Great
Goblets of Fire! Harry Potter's done it again. Ten hours after
it was released in a small town in Pennsylvania, an owl hooted. It was the
witching hour predicted by the wizard of media power, Marshall McLuhan. The
world had been shrunk into a village so small, you could hold it in your hand
and whisper in its ear, 'Harry Potter is back.'
Best Buy: Penny Calomiris (r) buys
eight copies of Goblet of Fire at the Barnes and Noble Bookstore, Maryland, at
midnight on July 8.
My midnight caller from Pennsylvania had just confirmed what we all knew was
going to happen. Victory bonfires were being lit from one dark mountain top to
another, as the news travelled along the invisible channels of communication,
flowing through the ether, through sound waves, underground cables, antennae,
through cyber space, in a revolution more potent than any conventional magic.
The global village was in thrall.
Children were lined up outside selected bookshops, waiting to storm the
bastion. Just as their grandparents might have boasted, 'I lived through the
battle of the Somme,' they would one day be able to tell their future
offspring, 'I was there when the fourth Harry Potter was launched.'
Since the decade which declared the 'End of History' had more or less written
its obituary, it has been left to fiction to create its own version of potted
(pun intended) history. It's a non-event of such spectacular dimension, that
like the Millennium mania, the 'rivers of fire', 'night of a thousand stars',
'celestial showdown with a Comet' type of hype, it now ranks as an historical
benchmark in its own right.
Long before the launch, the advance frenzy had assured that thanks to
e-tailing and the Amazonian attractions of the online bookshop, 40,000 advance
orders had been placed.
Only four people in the world had apparently had access to the book, which
like the underground vault, Gringotts in Potterland, had been safely deposited
in a real-life bank vault. 'Everything seems so real,' a child is quoted to
have exclaimed, as he pored through the latest book. The opposite may be said
of the marketing strategy for the fourth Potter. 'Everything looks so
magical.'
This blurring of the lines between what we know to be just a children's book,
Harry Potter and the Goblet of Fire, and the extraordinary sense of
expectation it has created is what makes the event so fascinating. Every year,
from the time the first book was released in 1997 (Harry Potter and the
Philosopher's Stone) there has been a new Potter. Yet no one who has read the
book so far has denied that it was every bit as exciting as it was supposed to
be. 'It was absolutely enthralling,' said my late night confidante. 'It's
massive, 640 pages for the hard-cover, but I could not put it down. Harry
Potter just gets better every time.'
The Potter books have been the quintessential page turner, stomach churner,
jaw dropper, that fills every writer's dream notebook. 'What about the death
of a major character, can you tell me who it is ?' I asked. 'Muggle!' she
hissed. 'Only a Muggle could ask such a question,' she cried. Thanks to Harry
Potter, 'Muggle' has become the favoured term of abuse, the way 'bourgeois'
used to be some years back.
Is this what the whole saga is about? The class war newly minted, with Harry
Potter as the little people's hero, waiting in a quiet English suburb of
Thatcherian omnipotence to take his place in Tony Blair's spin-doctored
egalitarian world? Notice, for instance, what images we are fed of Potter's
creator, the elegantly anonymous, J.K. Rowling. She's a single mother, we are
continually reminded, who used to live on welfare, struggling to write her
masterpiece sitting in the public arena of whatever pub or diner that she
could find on the streets of Edinburgh, just to keep warm.

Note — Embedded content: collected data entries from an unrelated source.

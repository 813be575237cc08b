//! Asset model and the registry seam to the external asset store
//!
//! The engine never owns assets: it reads them by id through the
//! [`AssetRegistry`] trait and treats a missing id as "render nothing for
//! this layer". [`MemoryRegistry`] is the in-process reference
//! implementation used by the facade, the CLI, and the test suites;
//! registering and removing assets happens on the concrete type, not the
//! trait, mirroring the fact that asset management is external to the core.

use std::collections::HashMap;
use std::sync::Mutex;

use base64::Engine as Base64Engine;
use serde::{Deserialize, Serialize};

use crate::error::{Error, Result};

/// Category of an asset: the background it all composites onto, or an
/// overlay graphic placed on top of it.
#[derive(Debug, Clone, Copy, PartialEq, Eq, Serialize, Deserialize)]
#[serde(rename_all = "lowercase")]
pub enum AssetKind {
    Product,
    Logo,
}

/// One immutable image asset: raw encoded raster bytes plus the natural
/// pixel dimensions declared at registration time.
#[derive(Debug, Clone)]
pub struct Asset {
    pub id: String,
    pub kind: AssetKind,
    pub data: Vec<u8>,
    pub natural_width: u32,
    pub natural_height: u32,
}

/// Read-only lookup of assets by id. The core never mutates the registry.
pub trait AssetRegistry: Send + Sync {
    fn get(&self, id: &str) -> Option<Asset>;
}

/// In-memory registry guarded by a mutex, suitable for a single editing
/// session and for tests.
#[derive(Debug, Default)]
pub struct MemoryRegistry {
    inner: Mutex<HashMap<String, Asset>>,
}

impl MemoryRegistry {
    pub fn new() -> Self {
        Self::default()
    }

    /// Insert an asset with caller-declared dimensions. No validation is
    /// performed; an undecodable or zero-sized asset surfaces later as an
    /// image-load failure when it is actually needed.
    pub fn register(&self, asset: Asset) {
        let mut g = self.inner.lock().unwrap();
        g.insert(asset.id.clone(), asset);
    }

    /// Insert encoded raster bytes, probing the natural dimensions from the
    /// image header.
    pub fn register_bytes(&self, id: &str, kind: AssetKind, data: Vec<u8>) -> Result<()> {
        let (natural_width, natural_height) = probe_dimensions(&data)
            .map_err(|e| Error::ImageLoad(format!("asset '{}': {}", id, e)))?;
        self.register(Asset {
            id: id.to_string(),
            kind,
            data,
            natural_width,
            natural_height,
        });
        Ok(())
    }

    /// Insert an asset supplied as a `data:<mime>;base64,...` URL, the way
    /// the interactive studio uploads them.
    pub fn register_data_url(&self, id: &str, kind: AssetKind, data_url: &str) -> Result<()> {
        let data = decode_data_url(data_url)?;
        self.register_bytes(id, kind, data)
    }

    /// Remove an asset by id; layers referencing it become dangling and are
    /// skipped at paint time.
    pub fn remove(&self, id: &str) {
        let mut g = self.inner.lock().unwrap();
        g.remove(id);
    }

    /// Ids of all registered assets of the given kind.
    pub fn ids_of(&self, kind: AssetKind) -> Vec<String> {
        let g = self.inner.lock().unwrap();
        let mut ids: Vec<String> = g
            .values()
            .filter(|a| a.kind == kind)
            .map(|a| a.id.clone())
            .collect();
        ids.sort();
        ids
    }

    pub fn len(&self) -> usize {
        self.inner.lock().unwrap().len()
    }

    pub fn is_empty(&self) -> bool {
        self.inner.lock().unwrap().is_empty()
    }
}

impl AssetRegistry for MemoryRegistry {
    fn get(&self, id: &str) -> Option<Asset> {
        let g = self.inner.lock().unwrap();
        g.get(id).cloned()
    }
}

// Header-only probe; never decodes pixel data
fn probe_dimensions(data: &[u8]) -> std::result::Result<(u32, u32), image::ImageError> {
    image::ImageReader::new(std::io::Cursor::new(data))
        .with_guessed_format()?
        .into_dimensions()
}

/// Strip the `data:<mime>;base64,` prefix and decode the payload.
pub fn decode_data_url(data_url: &str) -> Result<Vec<u8>> {
    let payload = data_url
        .split_once(',')
        .map(|(_, p)| p)
        .ok_or_else(|| Error::Other("malformed data URL: missing ',' separator".into()))?;
    base64::engine::general_purpose::STANDARD
        .decode(payload)
        .map_err(|e| Error::Other(format!("malformed data URL payload: {}", e)))
}

/// Encode raw bytes as a base64 data URL with the given mime type.
pub fn encode_data_url(mime: &str, data: &[u8]) -> String {
    format!(
        "data:{};base64,{}",
        mime,
        base64::engine::general_purpose::STANDARD.encode(data)
    )
}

The mystery that surrounds her even as her creature has appeared on the cover
of some of the best-known magazines around the world only adds to her allure.
She's like the 'Golden Snitch' in the famous Quidditch matches that resound
through the different books, like magical Olympiads between the good guys and
the bad.
The Golden Snitch is a ball, no large than a walnut, that hovers in the air
like a puffball, with tiny fluttering silver wings. As Harry has found to his
chagrin, the Golden Snitch has a teasing way of suddenly appearing within
sight and just as suddenly veering off into the atmosphere and disappearing
beyond reach. That's exactly the effect that Rowling seems to have on the
public. She appears very briefly, when a book is about to be launched, and
tells you just the bare minimum that she can about her creation. She says that
she's just as mystified as everybody else about the response to her book. 'I
just wrote the sort of book that I would like to read,' is all that she will
admit.
As this deliciously percipient paragraph in the first book, Harry Potter and
the Philosopher's Stone describes it, the archetypal Muggles, Harry's uncle
and aunt, the model for the new Conservatives liberated into capitalist
bondage by the Thatcher era, have no clue of what is about to happen to them.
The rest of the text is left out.